As I said in answer to the previous question, the Government are committed to this ban, and it will be in place by 2030.

My Lords, over the past few years, we have seen a shocking rise in wildfires, many of which destroy peatlands. With the El Niño effect, we are expecting even more this summer. What are the Government doing to prevent wildfires to avoid further destruction of our precious peatlands?

My Lords, the Government are committed to a range of activities to prevent wildfire. I discussed two of those just now: cutting heather and burning heather. We also have the fire service on standby and are in constant communication with the fire service across the country to address wildfire issues.

My Lords, peat has been an important domestic fuel in the Highlands for centuries. Is the Minister aware that bags of peat are still freely available in Scottish shops to burn on open fires? This seems inconsistent with our other policy objectives with regard to the conservation of peat.

The noble Lord makes a very good point. I am sure that he is aware that peatland matters in Scotland are a devolved issue. I understand that, for historic reasons, there is an inclination towards peat. I hope, as I am sure he does, that it is on the decline.

Is the Minister aware that it takes millennia for peat bogs to form? Do the Government have any idea of the ratio between the so-called restored peat bogs and those that are still being disrupted?

I am entirely aware of the amount of time it takes to create peat. I spent a great deal of time doing peatland restoration work.

My Lords, the Science and Technology Committee, which I chaired at the time, produced a report on nature-based solutions to climate change. One of the things it recommended, because of confusion related to both woodland and peatland codes, was that the Government should have a strategy for land use. Subsequently, an ad hoc committee of the House of Lords recommended that a land use commission should be set up. The Government were resistant to both these recommendations of two independent House of Lords committees. Can the Minister suggest what the Government intend to do about a land use strategy?

My Lords, the noble Lord is quite right. The Government have every intention of publishing their land use strategy shortly.

My Lords, I did not intend to intervene but in view of the answers I am bound to ask the Minister whether, in a consensual and non-divisive way, he would mind approaching the Duke of Rutland to ask him not to continue burn-off in the south Pennines, which is clearly damaging not just the peat bogs but the general environment, including the atmosphere in my city of Sheffield?

I am not aware of the specific details that the noble Lord has raised. I commit to finding out about them. Perhaps I can drop him a letter on that subject.

My Lords, planting conifers on deep peat is probably one of the biggest reasons for peat’s degradation; I think about 20% of peat degradation is caused by that. Can the Minister confirm that there will be no more planting of conifers on deep peat and that, where it has happened in the past, when those trees are felled they will not be replaced?

The noble Lord is absolutely right on his statistics and the danger that conifers pose to peat. I do not have the details available here now, but I commit to write to him on that subject.

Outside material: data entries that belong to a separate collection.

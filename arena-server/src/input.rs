//! Per-event gameplay input validation.
//!
//! `playerInput` is cheap and frequent: sequence windowing, angle sanity and
//! the toggle-spam meter. `fireProjectile` is the expensive path: cadence,
//! charge hold, projectile cap, angle mismatch against the current movement
//! input, and muzzle-origin / occlusion geometry. Every rejection names a
//! [`StrikeReason`] so the abuse engine can account for it.

use protocol::consts::{
    CHARGE_GRACE_MS, CHARGE_REQUIRED_FAST_MS, CHARGE_REQUIRED_MS, FAST_CHARGE_STREAK,
    FIRE_ANGLE_REJECT_RAD, FIRE_ANGLE_WARN_RAD, FIRE_COOLDOWN_MS, INPUT_STALE_MS,
    MAX_ACTIVE_PROJECTILES, MUZZLE_OFFSET, MUZZLE_OFFSET_TOLERANCE, SEQ_AHEAD_SLACK,
    SEQ_BACK_SLACK, SEQ_MAX,
};
use protocol::events::{FirePayload, PlayerInputPayload};

use crate::abuse::StrikeReason;
use crate::geom;
use crate::map::MapSpec;
use crate::room::Player;
use crate::util::normalize_angle;

/// Points added per movement-mask change, by spacing of the change.
const TOGGLE_POINTS_FAST: u32 = 3;
const TOGGLE_POINTS_QUICK: u32 = 2;
const TOGGLE_POINTS_SLOW: u32 = 1;
/// Extra points when opposite keys are asserted together.
const OPPOSED_KEYS_POINTS: u32 = 2;
/// Meter threshold that records a strike and resets.
const TOGGLE_SPAM_THRESHOLD: u32 = 45;
/// Meter window length.
const TOGGLE_SPAM_WINDOW_MS: u64 = 1_500;

/// Result of applying a movement input.
#[derive(Debug, PartialEq)]
pub struct InputApplied {
    /// The toggle meter tripped on this event; record one strike but keep
    /// the (valid) input.
    pub toggle_spam: bool,
}

fn movement_mask(p: &PlayerInputPayload) -> u8 {
    (p.w as u8) | (p.a as u8) << 1 | (p.s as u8) << 2 | (p.d as u8) << 3
}

/// Validates and stores one `playerInput`. On success the stored input is
/// replaced and the sequence high-water mark advanced.
pub fn apply_player_input(
    player: &mut Player,
    payload: &PlayerInputPayload,
    now_ms: u64,
) -> Result<InputApplied, StrikeReason> {
    if !payload.angle.is_finite() {
        return Err(StrikeReason::InputAngleInvalid);
    }
    if payload.seq > SEQ_MAX {
        return Err(StrikeReason::InputSeqWindow);
    }
    let low = player.input_seq.saturating_sub(SEQ_BACK_SLACK);
    let high = player.input_seq + SEQ_AHEAD_SLACK;
    if payload.seq < low || payload.seq > high {
        return Err(StrikeReason::InputSeqWindow);
    }
    player.input_seq = player.input_seq.max(payload.seq);

    // Toggle-spam meter.
    let integrity = &mut player.integrity;
    if now_ms.saturating_sub(integrity.window_start_ms) >= TOGGLE_SPAM_WINDOW_MS {
        integrity.window_start_ms = now_ms;
        integrity.points = 0;
    }
    let mask = movement_mask(payload);
    if mask != integrity.last_mask {
        let dt = now_ms.saturating_sub(integrity.last_input_ms);
        integrity.points += if dt < 50 {
            TOGGLE_POINTS_FAST
        } else if dt < 100 {
            TOGGLE_POINTS_QUICK
        } else {
            TOGGLE_POINTS_SLOW
        };
        integrity.last_mask = mask;
    }
    if (payload.w && payload.s) || (payload.a && payload.d) {
        integrity.points += OPPOSED_KEYS_POINTS;
    }
    integrity.last_input_ms = now_ms;
    let toggle_spam = integrity.points >= TOGGLE_SPAM_THRESHOLD;
    if toggle_spam {
        integrity.points = 0;
        integrity.window_start_ms = now_ms;
    }

    // Charging edges.
    if payload.charging && !player.input.charging {
        player.charge_start_ms = now_ms;
    } else if !payload.charging && player.input.charging {
        player.charge_start_ms = 0;
    }

    player.input = crate::room::InputState {
        w: payload.w,
        a: payload.a,
        s: payload.s,
        d: payload.d,
        angle: normalize_angle(payload.angle),
        charging: payload.charging,
        seq: payload.seq,
    };

    Ok(InputApplied { toggle_spam })
}

/// An accepted shot: where the projectile starts and in which direction.
#[derive(Debug, Clone, Copy, PartialEq)]
pub struct FireShot {
    pub origin_x: f64,
    pub origin_y: f64,
    pub angle: f64,
}

/// Outcome of validating a `fireProjectile`.
#[derive(Debug, PartialEq)]
pub struct FireDecision {
    pub result: Result<FireShot, StrikeReason>,
    /// Set when the shot is accepted but the angle deviation deserves a
    /// warning strike.
    pub angle_warning: bool,
}

fn reject(reason: StrikeReason) -> FireDecision {
    FireDecision { result: Err(reason), angle_warning: false }
}

/// Runs all fire checks against the player's current state.
pub fn validate_fire(
    player: &Player,
    payload: &FirePayload,
    owned_projectiles: usize,
    map: &MapSpec,
    now_ms: u64,
) -> FireDecision {
    if !payload.angle.is_finite() {
        return reject(StrikeReason::InputAngleInvalid);
    }
    if now_ms.saturating_sub(player.integrity.last_input_ms) > INPUT_STALE_MS {
        return reject(StrikeReason::FireStaleInput);
    }
    if now_ms.saturating_sub(player.last_shot_ms) < FIRE_COOLDOWN_MS {
        return reject(StrikeReason::FireRate);
    }
    let required = if player.killstreak >= FAST_CHARGE_STREAK {
        CHARGE_REQUIRED_FAST_MS
    } else {
        CHARGE_REQUIRED_MS
    };
    let held = if player.charge_start_ms == 0 {
        0
    } else {
        now_ms.saturating_sub(player.charge_start_ms)
    };
    if held < required - CHARGE_GRACE_MS {
        return reject(StrikeReason::FireChargeTooShort);
    }
    if owned_projectiles >= MAX_ACTIVE_PROJECTILES {
        return reject(StrikeReason::FireProjectileCap);
    }

    let angle = normalize_angle(payload.angle);
    let deviation = normalize_angle(angle - player.input.angle).abs();
    if deviation > FIRE_ANGLE_REJECT_RAD {
        return reject(StrikeReason::FireAngleHardReject);
    }
    let angle_warning = deviation > FIRE_ANGLE_WARN_RAD;

    // Muzzle origin: computed from the shooter unless the client reported one.
    let (ox, oy) = match (payload.x, payload.y) {
        (Some(x), Some(y)) => (x, y),
        _ => (
            player.x + MUZZLE_OFFSET * angle.cos(),
            player.y + MUZZLE_OFFSET * angle.sin(),
        ),
    };
    let origin_dist = ((ox - player.x).powi(2) + (oy - player.y).powi(2)).sqrt();
    if (origin_dist - MUZZLE_OFFSET).abs() > MUZZLE_OFFSET_TOLERANCE {
        return FireDecision { result: Err(StrikeReason::FireOriginViolation), angle_warning };
    }
    if geom::projectile_blocked(map, ox, oy) {
        return FireDecision { result: Err(StrikeReason::FireOriginViolation), angle_warning };
    }
    if geom::segment_occluded(map, player.x, player.y, ox, oy) {
        return FireDecision { result: Err(StrikeReason::FireOcclusion), angle_warning };
    }

    FireDecision {
        result: Ok(FireShot { origin_x: ox, origin_y: oy, angle }),
        angle_warning,
    }
}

My Lords, the Minister said that one of mitigations is that the fire service would be on standby. I have always thought that the nature of the fire service is that it is always on standby. What assessment have the Government done in the light of my noble friend’s Question to ensure that the fire service resources are going to be adequate, given the increasing likelihood of wildfires of various sorts, the El Niño effect and, of course, climate change?

I thank the noble Lord for his interesting question. The Government have taken a number of initiatives in preventing wildfire, and that is the start point from which we work. We are in communication with the fire service on a permanent basis relating to this. Obviously, when the risk is elevated, we are in constant communication with it to make sure that it is available for that activity.